Three years ago Maple Leaf Sports and Entertainment started working with IBM to build a first of its kind ‘Cognitive Operations Center’ at their training facility, the OVO Athletic Centre, in order to help them with team strategy and talent analytics. It’s such an impressive project let me take you behind the scenes and show you a little of what they did and how they did it.
The Toronto Raptors were constantly looking for ways to gain competitive advantage. They needed a better way to analyse their roster and potential player acquisitions, particularly in time-sensitive situations like the moments leading up to the annual draft. Sports teams, like other industries and businesses, grapple with time-consuming manual operational processes to gather and analyse relevant data and derive insights from them. The Toronto Raptors knew that faster and more accurate data analysis would be the key to their success.
In 2015, the Raptors were in the midst of building a new practice facility in Toronto and needed to upgrade the existing war room, where they were putting together the building blocks for today’s team. At the time, magnets on the wall and isolated data sets could only get them so far, with dozens of spreadsheets and hundreds of scouting reports to sift through.
The Raptors worked with IBM to create the new data-driven command centre, which the organization debuted for the 2016 NBA Draft, where the organization picked current star forward Pascal Siakam in the first round. The command centre aggregates the Raptors’ expansive data and helps with insights for decision-making.The platform can analyse critical data like team and league statistics, player information, social media sentiment, and contracts in real time. By viewing and moving data across interactive touch tables and wall screens, staff can easily understand insights and quickly collaborate.

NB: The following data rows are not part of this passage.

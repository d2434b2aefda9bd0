use chrono::{DateTime, Utc};

use crate::core::sentiment::Sentiment;

/// Same layout as SQLite's `DATETIME('now')`.
pub const TIMESTAMP_FORMAT: &str = "%Y-%m-%d %H:%M:%S";

#[derive(Debug, Clone, PartialEq, Eq)]
pub struct ReviewRecord {
    pub text: String,
    pub sentiment: Sentiment,
    pub date: String,
}

pub fn format_timestamp(at: DateTime<Utc>) -> String {
    at.format(TIMESTAMP_FORMAT).to_string()
}

#[cfg(test)]
mod tests {
    use super::*;
    use chrono::TimeZone;

    #[test]
    fn timestamps_sort_lexicographically() {
        let early = Utc.with_ymd_and_hms(2024, 1, 9, 23, 59, 59).unwrap();
        let late = Utc.with_ymd_and_hms(2024, 1, 10, 0, 0, 0).unwrap();
        assert_eq!(format_timestamp(early), "2024-01-09 23:59:59");
        assert!(format_timestamp(early) < format_timestamp(late));
    }
}
mod forms;
mod handlers;
mod server;
mod templates;

pub use forms::{FeedbackForm, REQUIRED_MESSAGE, ReviewForm};
pub use handlers::WebError;
pub use server::{router, serve};
pub use templates::escape_html;
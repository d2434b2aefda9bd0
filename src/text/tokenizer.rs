use std::sync::Arc;

use once_cell::sync::Lazy;
use regex::Regex;

use crate::text::StopwordSet;

static TAG: Lazy<Regex> = Lazy::new(|| Regex::new(r"<[^>]*>").expect("Valid markup tag regex"));

static EMOTICON: Lazy<Regex> = Lazy::new(|| {
    Regex::new(r"(?i)(?::|;|=)(?:-)?(?:\)|\(|D|P)").expect("Valid emoticon regex")
});

static NON_WORD: Lazy<Regex> = Lazy::new(|| Regex::new(r"\W+").expect("Valid non-word regex"));

/// Splits review text into lowercase word tokens plus emoticons.
#[derive(Debug, Clone)]
pub struct Tokenizer {
    stopwords: Arc<StopwordSet>,
}

impl Tokenizer {
    pub fn new(stopwords: Arc<StopwordSet>) -> Self {
        Self { stopwords }
    }

    pub fn stopwords(&self) -> &StopwordSet {
        &self.stopwords
    }

    pub fn tokenize(&self, text: &str) -> Vec<String> {
        let stripped = TAG.replace_all(text, "");
        let lowered = stripped.to_lowercase();

        let emoticons = EMOTICON
            .find_iter(&lowered)
            .map(|m| m.as_str().replace('-', ""));

        let words = NON_WORD.replace_all(&lowered, " ");

        words
            .split_whitespace()
            .map(str::to_owned)
            .chain(emoticons)
            .filter(|token| !self.stopwords.contains(token))
            .collect()
    }
}
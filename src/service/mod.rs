mod pipeline;
mod sentiment_service;

pub use pipeline::Pipeline;
pub use sentiment_service::{Prediction, SentimentService};
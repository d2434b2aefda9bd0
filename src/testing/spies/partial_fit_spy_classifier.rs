use crate::classifiers::{ClassifierState, FitSummary, OnlineClassifier};
use crate::core::Sentiment;
use crate::error::Result;
use crate::vectorizer::SparseVector;
use parking_lot::Mutex;
use std::sync::{
    Arc,
    atomic::{AtomicU64, Ordering},
};

#[derive(Clone)]
pub struct PartialFitSpyHandle {
    calls: Arc<AtomicU64>,
    samples: Arc<AtomicU64>,
    labels: Arc<Mutex<Vec<Sentiment>>>,
}

impl PartialFitSpyHandle {
    pub fn calls(&self) -> u64 {
        self.calls.load(Ordering::Relaxed)
    }

    pub fn samples(&self) -> u64 {
        self.samples.load(Ordering::Relaxed)
    }

    /// Every label passed to `partial_fit`, in call order.
    pub fn labels(&self) -> Vec<Sentiment> {
        self.labels.lock().clone()
    }
}

/// Wraps a real classifier and records what it was trained on.
pub struct PartialFitSpyClassifier {
    inner: Box<dyn OnlineClassifier>,
    handle: PartialFitSpyHandle,
}

impl PartialFitSpyClassifier {
    pub fn wrap(inner: Box<dyn OnlineClassifier>) -> (Self, PartialFitSpyHandle) {
        let handle = PartialFitSpyHandle {
            calls: Arc::new(AtomicU64::new(0)),
            samples: Arc::new(AtomicU64::new(0)),
            labels: Arc::new(Mutex::new(Vec::new())),
        };
        (
            Self {
                inner,
                handle: handle.clone(),
            },
            handle,
        )
    }
}

impl OnlineClassifier for PartialFitSpyClassifier {
    fn predict_proba(&self, x: &SparseVector) -> [f64; 2] {
        self.inner.predict_proba(x)
    }

    fn partial_fit(&mut self, xs: &[SparseVector], ys: &[Sentiment]) -> Result<FitSummary> {
        self.handle.calls.fetch_add(1, Ordering::Relaxed);
        self.handle
            .samples
            .fetch_add(ys.len() as u64, Ordering::Relaxed);
        self.handle.labels.lock().extend_from_slice(ys);
        self.inner.partial_fit(xs, ys)
    }

    fn export_state(&self) -> ClassifierState {
        self.inner.export_state()
    }
}
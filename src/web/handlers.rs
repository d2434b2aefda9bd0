use std::sync::Arc;

use axum::{
    Form,
    extract::State,
    http::{StatusCode, header},
    response::{Html, IntoResponse, Response},
};
use tokio::task;
use tracing::{debug, error, warn};

use crate::error::SentimentError;
use crate::service::SentimentService;
use crate::web::forms::{FeedbackForm, ReviewForm};
use crate::web::templates;

/// Library errors rendered as an HTML error page.
#[derive(Debug)]
pub struct WebError(SentimentError);

impl From<SentimentError> for WebError {
    fn from(err: SentimentError) -> Self {
        WebError(err)
    }
}

impl From<task::JoinError> for WebError {
    fn from(err: task::JoinError) -> Self {
        WebError(SentimentError::Task(err))
    }
}

impl IntoResponse for WebError {
    fn into_response(self) -> Response {
        let status = match &self.0 {
            SentimentError::InvalidInput(_) => StatusCode::BAD_REQUEST,
            _ => StatusCode::INTERNAL_SERVER_ERROR,
        };
        if status.is_server_error() {
            error!("Request failed: {}", self.0);
        } else {
            warn!("Rejected request: {}", self.0);
        }
        (status, Html(templates::error_page(&self.0.to_string()))).into_response()
    }
}

pub async fn index() -> Html<String> {
    Html(templates::review_form("", &[]))
}

pub async fn results(
    State(service): State<Arc<SentimentService>>,
    Form(form): Form<ReviewForm>,
) -> Result<Html<String>, WebError> {
    let review = match form.validate() {
        Ok(review) => review.to_string(),
        Err(errors) => {
            debug!("Review rejected by validation: {errors:?}");
            return Ok(Html(templates::review_form(&form.moviereview, &errors)));
        }
    };

    let (review, prediction) = task::spawn_blocking(move || {
        let prediction = service.classify(&review);
        (review, prediction)
    })
    .await?;
    debug!(
        "Classified review as {} ({:.4})",
        prediction.sentiment, prediction.probability
    );
    Ok(Html(templates::results(&review, &prediction)))
}

pub async fn thanks(
    State(service): State<Arc<SentimentService>>,
    Form(form): Form<FeedbackForm>,
) -> Result<Html<String>, WebError> {
    let (feedback, shown) = form.parse()?;
    let review = form.review;

    let label =
        task::spawn_blocking(move || service.record_feedback(&review, shown, feedback)).await??;
    Ok(Html(templates::thanks(label)))
}

pub async fn stylesheet() -> impl IntoResponse {
    (
        [(header::CONTENT_TYPE, "text/css; charset=utf-8")],
        templates::STYLESHEET,
    )
}
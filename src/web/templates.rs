use std::fmt::Write;

use crate::core::Sentiment;
use crate::service::Prediction;

pub const STYLESHEET: &str = r#"html { font-family: "Helvetica Neue", Arial, sans-serif; }
body { width: 600px; margin: 40px auto; color: #222; }
h2 { color: #2b4b6f; }
textarea { width: 100%; font-size: 1em; }
.errors { color: #b00020; list-style: none; padding: 0; }
.prediction { font-weight: bold; }
.positive { color: #2e7d32; }
.negative { color: #c62828; }
.review { border-left: 3px solid #ccc; padding: 0 10px; white-space: pre-wrap; }
input[type=submit] { margin: 10px 10px 0 0; padding: 4px 16px; }
"#;

pub fn escape_html(raw: &str) -> String {
    let mut out = String::with_capacity(raw.len());
    for c in raw.chars() {
        match c {
            '&' => out.push_str("&amp;"),
            '<' => out.push_str("&lt;"),
            '>' => out.push_str("&gt;"),
            '"' => out.push_str("&quot;"),
            '\'' => out.push_str("&#39;"),
            _ => out.push(c),
        }
    }
    out
}

fn page(title: &str, body: &str) -> String {
    format!(
        "<!doctype html>\n<html>\n<head>\n<meta charset=\"utf-8\">\n\
         <title>{title}</title>\n\
         <link rel=\"stylesheet\" href=\"/static/style.css\">\n\
         </head>\n<body>\n{body}</body>\n</html>\n"
    )
}

/// The review form, optionally prefilled and annotated with validation errors.
pub fn review_form(review: &str, errors: &[String]) -> String {
    let mut body = String::from("<h2>Please enter your movie review:</h2>\n");
    if !errors.is_empty() {
        body.push_str("<ul class=\"errors\">\n");
        for e in errors {
            let _ = writeln!(body, "<li>{}</li>", escape_html(e));
        }
        body.push_str("</ul>\n");
    }
    let _ = write!(
        body,
        "<form method=\"post\" action=\"/results\">\n\
         <textarea name=\"moviereview\" rows=\"10\" cols=\"60\">{}</textarea>\n\
         <div><input type=\"submit\" value=\"Submit review\"></div>\n\
         </form>\n",
        escape_html(review)
    );
    page("Movie Classification", &body)
}

pub fn results(review: &str, prediction: &Prediction) -> String {
    let label: &'static str = prediction.sentiment.into();
    let review = escape_html(review);
    let mut body = String::new();
    let _ = write!(
        body,
        "<h2>Your movie review:</h2>\n\
         <div class=\"review\">{review}</div>\n\
         <h2>Prediction:</h2>\n\
         <p>This movie review is <span class=\"prediction {label}\">{label}</span> \
         (probability: {:.2}%).</p>\n\
         <form method=\"post\" action=\"/thanks\">\n\
         <input type=\"hidden\" name=\"review\" value=\"{review}\">\n\
         <input type=\"hidden\" name=\"prediction\" value=\"{label}\">\n\
         <input type=\"submit\" name=\"feedback_button\" value=\"Correct\">\n\
         <input type=\"submit\" name=\"feedback_button\" value=\"Incorrect\">\n\
         </form>\n\
         <p><a href=\"/\">Submit another review</a></p>\n",
        prediction.percent()
    );
    page("Prediction", &body)
}

pub fn thanks(label: Sentiment) -> String {
    let body = format!(
        "<h2>Thank you for your feedback!</h2>\n\
         <p>The review was recorded as {label}.</p>\n\
         <p><a href=\"/\">Submit another review</a></p>\n"
    );
    page("Thank you", &body)
}

pub fn error_page(message: &str) -> String {
    let body = format!(
        "<h2>Something went wrong</h2>\n<p>{}</p>\n<p><a href=\"/\">Back</a></p>\n",
        escape_html(message)
    );
    page("Error", &body)
}

#[cfg(test)]
mod tests {
    use super::*;

    #[test]
    fn escapes_markup() {
        assert_eq!(
            escape_html(r#"<b>"Tom" & 'Jerry'</b>"#),
            "&lt;b&gt;&quot;Tom&quot; &amp; &#39;Jerry&#39;&lt;/b&gt;"
        );
    }

    #[test]
    fn results_carry_hidden_fields_and_percentage() {
        let html = results(
            "A <great> movie",
            &Prediction {
                sentiment: Sentiment::Positive,
                probability: 0.972_724_55,
            },
        );
        assert!(html.contains("97.27%"));
        assert!(html.contains(r#"name="prediction" value="positive""#));
        assert!(html.contains(r#"name="review" value="A &lt;great&gt; movie""#));
        assert!(html.contains(r#"value="Correct""#));
        assert!(html.contains(r#"value="Incorrect""#));
        assert!(!html.contains("<great>"));
    }

    #[test]
    fn form_lists_errors() {
        let html = review_form("short", &["Field must be at least 15 characters long.".into()]);
        assert!(html.contains("<li>Field must be at least 15 characters long.</li>"));
        assert!(html.contains(">short</textarea>"));
    }
}
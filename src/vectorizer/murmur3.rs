const C1: u32 = 0xcc9e_2d51;
const C2: u32 = 0x1b87_3593;

/// MurmurHash3, x86 32-bit variant.
pub fn murmur3_32(key: &[u8], seed: u32) -> u32 {
    let mut h = seed;

    let mut blocks = key.chunks_exact(4);
    for block in &mut blocks {
        let k = u32::from_le_bytes([block[0], block[1], block[2], block[3]]);
        h ^= mix_k(k);
        h = h.rotate_left(13).wrapping_mul(5).wrapping_add(0xe654_6b64);
    }

    let tail = blocks.remainder();
    if !tail.is_empty() {
        let k = tail
            .iter()
            .enumerate()
            .fold(0u32, |acc, (i, &b)| acc | (u32::from(b) << (8 * i)));
        h ^= mix_k(k);
    }

    h ^= key.len() as u32;
    fmix32(h)
}

#[inline]
fn mix_k(k: u32) -> u32 {
    k.wrapping_mul(C1).rotate_left(15).wrapping_mul(C2)
}

#[inline]
fn fmix32(mut h: u32) -> u32 {
    h ^= h >> 16;
    h = h.wrapping_mul(0x85eb_ca6b);
    h ^= h >> 13;
    h = h.wrapping_mul(0xc2b2_ae35);
    h ^= h >> 16;
    h
}

#[cfg(test)]
mod tests {
    use super::murmur3_32;

    #[test]
    fn reference_vectors() {
        assert_eq!(murmur3_32(b"", 0), 0);
        assert_eq!(murmur3_32(b"test", 0), 0xba6b_d213);
        assert_eq!(murmur3_32(b"Hello, world!", 0), 0xc036_3e43);
    }

    #[test]
    fn signed_view_of_tokens() {
        assert_eq!(murmur3_32(b"great", 0) as i32, 198_527_388);
        assert_eq!(murmur3_32(b"movie", 0) as i32, -623_584_746);
    }
}
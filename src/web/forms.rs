use serde::Deserialize;

use crate::config::MIN_REVIEW_CHARS;
use crate::core::{Feedback, Sentiment, parse_field};
use crate::error::Result;

pub const REQUIRED_MESSAGE: &str = "This field is required.";

/// Body of `POST /results`.
#[derive(Debug, Clone, Default, Deserialize)]
pub struct ReviewForm {
    #[serde(default)]
    pub moviereview: String,
}

impl ReviewForm {
    /// Collects user-facing validation messages. A blank review only reports
    /// that the field is required.
    pub fn validate(&self) -> std::result::Result<&str, Vec<String>> {
        if self.moviereview.trim().is_empty() {
            return Err(vec![REQUIRED_MESSAGE.to_string()]);
        }
        if self.moviereview.chars().count() < MIN_REVIEW_CHARS {
            return Err(vec![format!(
                "Field must be at least {MIN_REVIEW_CHARS} characters long."
            )]);
        }
        Ok(&self.moviereview)
    }
}

/// Body of `POST /thanks`. Fields are kept raw so unknown values surface as
/// `InvalidInput` instead of a rejected extractor.
#[derive(Debug, Clone, Default, Deserialize)]
pub struct FeedbackForm {
    #[serde(default)]
    pub feedback_button: String,
    #[serde(default)]
    pub review: String,
    #[serde(default)]
    pub prediction: String,
}

impl FeedbackForm {
    pub fn parse(&self) -> Result<(Feedback, Sentiment)> {
        let feedback = parse_field::<Feedback>("feedback_button", &self.feedback_button)?;
        let shown = parse_field::<Sentiment>("prediction", &self.prediction)?;
        Ok((feedback, shown))
    }
}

This platform became known as the ‘Cognitive operations Center’ which provides a faster means to share, visualise and drive time-critical decisions, which in turn can help the Raptors attract the most sought-after players. By reimagining data through cognitive and analytics technology and accessing insights on interactive consoles, managers can make smarter decisions to build winning teams.
How The Raptors Work with IBM Watson
Like every NBA team, the Toronto Raptors hope to land the next superstar in the draft and build a competitive roster for years to come. But finding the right players at the right price with the right chemistry is a challenge for scouts. Missteps in the draft or trades that don’t work out can have long-term effects on the team’s success.
Working with Watson, the Raptors’ front office used a mash up of multiple cognitive APIs to analyse the play of its roster, determine what skills are missing, and recommend the best players that suit its needs.
- The Raptors scout players to draft.
- The scouts input data on players to be evaluated by the analytics teams.
- Watson can then evaluate current gaps and group chemistry to help determine the team’s needs.
- Watson can analyse the players social media accounts, interviews and more to help determine which players are the right fit.
- The team considers Watson’s recommendations.
- If the desired player becomes unavailable, the Raptors use Watson’s cognitive APIs to find other available players who fit the team and budget.
Basketball skills are only half the story when you are building a championship winning team. Team camaraderie is critical to executing at a high level over the course of a season. Scouts look for players who know how to play and grow with teammates and are looking to be part of something bigger than themselves. The Watson Personality Insights API can be used to help find the players with strong character by analyzing social media accounts, interviews and more.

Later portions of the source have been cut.